Medieval surgeons aside, you can’t beat my students for surprises. At homecoming a couple of years ago, a raft of Latinists came up to me, got on the ground like sea lions, and began barking and chanting Horace’s letter to Lollius. I still haven’t figured out why, but I view them with a new respect. And when they run for public office I may ask for a payment in exchange for my wife’s video of this event.

Two juniors stopped me in the hall one day to ask if I had any sealing wax. I told them that, not being a hereditary nobleman, I usually just lick the envelope. Was this some sort of covid precaution? No, one of them was working on his “prom ask.” I like that they were working on it as a team. My classmates, too, were helpful wingmen in my courtship of a young siren from Hockaday whom I took to prom and afterwards to the Cistercian chapel to hear Fr. Philip say “You may kiss the bride.” Actually, he forgot to say it, and we’re not sure where we stand canonically. We mostly hold hands, anyway.

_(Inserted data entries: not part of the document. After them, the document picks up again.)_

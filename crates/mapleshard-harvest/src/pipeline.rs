//! Harvest pipeline
//!
//! Enumerator -> scheduler (driving the fetch client) -> normalizer ->
//! aggregator/checkpointer -> partitioner and manifest writer, for one job.

use crate::aggregator::{Aggregator, CheckpointPolicy, Checkpointer};
use crate::client::{http_client, FetchClient};
use crate::config::{ApiConfig, HarvestConfig, IdSpace, JobConfig, OutputConfig};
use crate::enumerator::{self, list_all, with_ids};
use crate::partition::{partition, write_partition};
use crate::scheduler::BatchScheduler;
use crate::stats::HarvestStats;
use mapleshard_common::types::{EntityId, EntityKind};
use mapleshard_common::{Error, Result};
use reqwest::Client;
use serde::Serialize;
use std::collections::BTreeMap;
use std::path::{Path, PathBuf};
use std::time::{Duration, Instant};
use tracing::{info, instrument};

/// Final summary of one job
#[derive(Debug, Clone, Serialize)]
pub struct RunReport {
    pub entity: EntityKind,
    pub stats: HarvestStats,
    pub total_items: usize,
    pub chunks: usize,
    /// Entries overwritten by a later fetch of the same id
    pub replaced: usize,
    pub elapsed: Duration,
    pub distribution: BTreeMap<String, usize>,
}

impl RunReport {
    pub fn log(&self) {
        info!(
            entity = %self.entity,
            candidates = self.stats.candidates,
            batches = self.stats.batches,
            succeeded = self.stats.succeeded,
            absent = self.stats.absent,
            skipped = self.stats.skipped,
            rejected = self.stats.rejected,
            retries = self.stats.retries,
            total_items = self.total_items,
            chunks = self.chunks,
            replaced = self.replaced,
            elapsed_secs = self.elapsed.as_secs_f64(),
            "Harvest complete"
        );

        for (bucket, count) in &self.distribution {
            info!(entity = %self.entity, bucket = %bucket, count, "Distribution");
        }
    }
}

pub struct Harvester {
    api: ApiConfig,
    output: OutputConfig,
    http: Client,
    progress: bool,
}

impl Harvester {
    pub fn new(config: &HarvestConfig) -> Result<Self> {
        Ok(Self {
            http: http_client(&config.api)?,
            api: config.api.clone(),
            output: config.output.clone(),
            progress: false,
        })
    }

    /// Override the configured output directory
    pub fn with_output_dir(mut self, dir: impl Into<PathBuf>) -> Self {
        self.output.dir = dir.into();
        self
    }

    /// Draw a progress bar on stderr while fetching
    pub fn with_progress(mut self, progress: bool) -> Self {
        self.progress = progress;
        self
    }

    pub fn output_dir(&self) -> &Path {
        &self.output.dir
    }

    /// Harvest one entity family end to end.
    ///
    /// Per-entity fetch failures only show up in the report. An error here is
    /// either an abandoned listing (not fatal) or an output failure (fatal).
    #[instrument(skip_all, fields(entity = %job.entity))]
    pub async fn run_job(&self, job: &JobConfig) -> Result<RunReport> {
        job.validate()?;
        let started = Instant::now();
        let family = job.family();
        let kind = family.kind();

        let client = FetchClient::new(
            self.http.clone(),
            self.api.endpoint(family.endpoint_path()),
            job.retry_policy(&self.api),
        );

        let dir = &self.output.dir;
        std::fs::create_dir_all(dir).map_err(|e| Error::io(dir, e))?;

        let mut aggregator = Aggregator::new(
            family,
            Checkpointer::new(
                dir.join(kind.checkpoint_file_name()),
                CheckpointPolicy::from(self.output.checkpoint_every),
            ),
        );

        info!(endpoint = client.endpoint(), "Harvesting");

        let stats = match job.id_space() {
            IdSpace::Ranges(ranges) => {
                let ids: Vec<EntityId> = enumerator::enumerate(&ranges).collect();
                self.scheduler(job, kind)?
                    .run(&ids, &client, &mut aggregator)
                    .await?
            },
            IdSpace::Listing(listing) => {
                let listed = with_ids(list_all(&client, listing.page_size).await?);
                info!(listed = listed.len(), "Listing enumerated");

                if listing.fetch_details {
                    let ids: Vec<EntityId> = listed.iter().map(|(id, _)| *id).collect();
                    self.scheduler(job, kind)?
                        .run(&ids, &client, &mut aggregator)
                        .await?
                } else {
                    for (id, raw) in &listed {
                        aggregator.insert_raw(*id, raw)?;
                    }
                    HarvestStats::listed(listed.len())
                }
            },
        };

        let (dataset, replaced) = aggregator.finish()?;
        let partition = partition(&dataset, job.chunk_size())?;
        write_partition(dir, &partition)?;

        let report = RunReport {
            entity: kind,
            stats,
            total_items: partition.manifest.total_items,
            chunks: partition.chunks.len(),
            replaced,
            elapsed: started.elapsed(),
            distribution: dataset.distribution(),
        };
        report.log();
        Ok(report)
    }

    fn scheduler(&self, job: &JobConfig, kind: EntityKind) -> Result<BatchScheduler> {
        let scheduler = BatchScheduler::new(job.concurrency, job.batch_delay())?;
        Ok(if self.progress {
            scheduler.with_progress(&format!("Harvesting {}", kind))
        } else {
            scheduler
        })
    }
}
//! Bounded concurrency scheduler
//!
//! Candidates are split into consecutive batches of `concurrency` ids. All
//! fetches in a batch run concurrently and are joined before anything else
//! happens; the batch delay is slept between batches. Every state change
//! (stats, sink inserts, progress, checkpoints) happens after the join on the
//! calling task, so log ordering is deterministic and the sink needs no
//! locking.

use crate::client::{EntityFetcher, FetchOutcome};
use crate::stats::HarvestStats;
use futures::future::join_all;
use indicatif::{ProgressBar, ProgressStyle};
use mapleshard_common::types::EntityId;
use mapleshard_common::{Error, Result};
use serde_json::Value;
use std::time::Duration;
use tracing::{debug, info};

/// Receiver of successful fetches, driven only at batch joins
pub trait BatchSink {
    fn accept(&mut self, id: EntityId, payload: Value) -> Result<()>;

    /// Called once per batch after every outcome has been accepted
    fn batch_complete(&mut self, _batch: usize, _stats: &HarvestStats) -> Result<()> {
        Ok(())
    }
}

pub struct BatchScheduler {
    concurrency: usize,
    batch_delay: Duration,
    progress: Option<ProgressBar>,
}

impl BatchScheduler {
    pub fn new(concurrency: usize, batch_delay: Duration) -> Result<Self> {
        if concurrency == 0 {
            return Err(Error::config("Concurrency must be greater than 0"));
        }

        Ok(Self {
            concurrency,
            batch_delay,
            progress: None,
        })
    }

    /// Show a terminal progress bar advancing once per batch
    pub fn with_progress(mut self, label: &str) -> Self {
        let style = ProgressStyle::default_bar()
            .template("{msg}\n[{elapsed_precise}] [{wide_bar:.cyan/blue}] {pos}/{len} ({eta})")
            .map(|style| style.progress_chars("#>-"))
            .unwrap_or_else(|_| ProgressStyle::default_bar());

        let bar = ProgressBar::new(0);
        bar.set_style(style);
        bar.set_message(label.to_string());
        self.progress = Some(bar);
        self
    }

    pub async fn run<F, S>(&self, ids: &[EntityId], fetcher: &F, sink: &mut S) -> Result<HarvestStats>
    where
        F: EntityFetcher + ?Sized,
        S: BatchSink + ?Sized,
    {
        let mut stats = HarvestStats::new(ids.len());
        let total_batches = ids.len().div_ceil(self.concurrency);

        if let Some(bar) = &self.progress {
            bar.set_length(ids.len() as u64);
        }

        info!(
            candidates = ids.len(),
            batches = total_batches,
            concurrency = self.concurrency,
            "Starting harvest"
        );

        for (index, batch) in ids.chunks(self.concurrency).enumerate() {
            if index > 0 && !self.batch_delay.is_zero() {
                tokio::time::sleep(self.batch_delay).await;
            }

            let outcomes = join_all(batch.iter().map(|&id| fetcher.fetch(id))).await;

            for fetched in outcomes {
                stats.retries += u64::from(fetched.retries);
                match fetched.outcome {
                    FetchOutcome::Success(payload) => {
                        sink.accept(fetched.id, payload)?;
                        stats.succeeded += 1;
                    },
                    FetchOutcome::Absent => stats.absent += 1,
                    FetchOutcome::TransientError(cause) => {
                        debug!(id = fetched.id, cause = %cause, "Skipped");
                        stats.skipped += 1;
                    },
                    FetchOutcome::FatalError(_) => stats.rejected += 1,
                }
            }

            stats.batches += 1;
            info!(
                batch = stats.batches,
                of = total_batches,
                succeeded = stats.succeeded,
                absent = stats.absent,
                skipped = stats.skipped,
                rejected = stats.rejected,
                "Batch complete"
            );
            if let Some(bar) = &self.progress {
                bar.inc(batch.len() as u64);
            }

            sink.batch_complete(stats.batches, &stats)?;
        }

        if let Some(bar) = &self.progress {
            bar.finish_and_clear();
        }

        Ok(stats)
    }
}
//! Types shared between the harvester and readers of its output
//!
//! The shard files and the manifest are the only contract a downstream
//! reader depends on, so their shapes live here rather than in the engine.

use chrono::{DateTime, Utc};
use serde::{Deserialize, Serialize};

/// Numeric identifier of an entity within its family
pub type EntityId = u32;

/// Entity families the harvester knows how to collect
///
/// Serialized as the singular lowercase name; deserialized through
/// [`FromStr`](std::str::FromStr) so configuration accepts the same aliases
/// as the command line.
#[derive(Debug, Clone, Copy, PartialEq, Eq, Hash, PartialOrd, Ord, Serialize, Deserialize)]
#[serde(rename_all = "lowercase", try_from = "String")]
pub enum EntityKind {
    Item,
    Mob,
    Npc,
    Map,
}

impl EntityKind {
    pub const ALL: [EntityKind; 4] = [
        EntityKind::Item,
        EntityKind::Mob,
        EntityKind::Npc,
        EntityKind::Map,
    ];

    /// Name used both as the upstream path segment and the output file prefix
    pub fn as_str(self) -> &'static str {
        match self {
            EntityKind::Item => "item",
            EntityKind::Mob => "mob",
            EntityKind::Npc => "npc",
            EntityKind::Map => "map",
        }
    }

    /// `{kind}-{n}.json`, numbered from 1
    pub fn shard_file_name(self, n: usize) -> String {
        format!("{}-{}.json", self.as_str(), n)
    }

    pub fn manifest_file_name(self) -> String {
        format!("{}-index.json", self.as_str())
    }

    pub fn checkpoint_file_name(self) -> String {
        format!("{}-checkpoint.json", self.as_str())
    }
}

impl std::str::FromStr for EntityKind {
    type Err = crate::Error;

    fn from_str(s: &str) -> std::result::Result<Self, Self::Err> {
        match s.trim().to_lowercase().as_str() {
            "item" | "items" => Ok(EntityKind::Item),
            "mob" | "mobs" | "monster" | "monsters" => Ok(EntityKind::Mob),
            "npc" | "npcs" => Ok(EntityKind::Npc),
            "map" | "maps" => Ok(EntityKind::Map),
            other => Err(crate::Error::config(format!("Unknown entity kind: {}", other))),
        }
    }
}

impl TryFrom<String> for EntityKind {
    type Error = crate::Error;

    fn try_from(value: String) -> std::result::Result<Self, Self::Error> {
        value.parse()
    }
}

impl std::fmt::Display for EntityKind {
    fn fmt(&self, f: &mut std::fmt::Formatter<'_>) -> std::fmt::Result {
        f.write_str(self.as_str())
    }
}

/// Index file describing how one dataset was split into shards
#[derive(Debug, Clone, PartialEq, Serialize, Deserialize)]
#[serde(rename_all = "camelCase")]
pub struct Manifest {
    pub total_items: usize,
    pub chunks: Vec<ChunkEntry>,
    pub generated: DateTime<Utc>,
}

/// One shard as recorded in the manifest
#[derive(Debug, Clone, PartialEq, Eq, Serialize, Deserialize)]
pub struct ChunkEntry {
    /// File name relative to the manifest's directory
    pub file: String,
    pub count: usize,
    /// Human-readable id range, `"{first}-{last}"`
    pub range: String,
}

impl Manifest {
    /// Sum of the declared shard counts
    pub fn declared_items(&self) -> usize {
        self.chunks.iter().map(|c| c.count).sum()
    }
}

I think I like my local ice-cream truck so much because it’s like Cistercian: rooted in tradition (“O Come, All Ye Faithful,” “Greensleeves”), staunchly Texan (“Home on the Range”), culturally inclusive (“Stille Nacht,” “La Cucaracha”), and deeply thought-provoking (“Jingle Bells”). I know it’s a bit late, but Merry Easter, y’all. He is risen.







The infant Plato was fed honey by bees, which made him eloquent.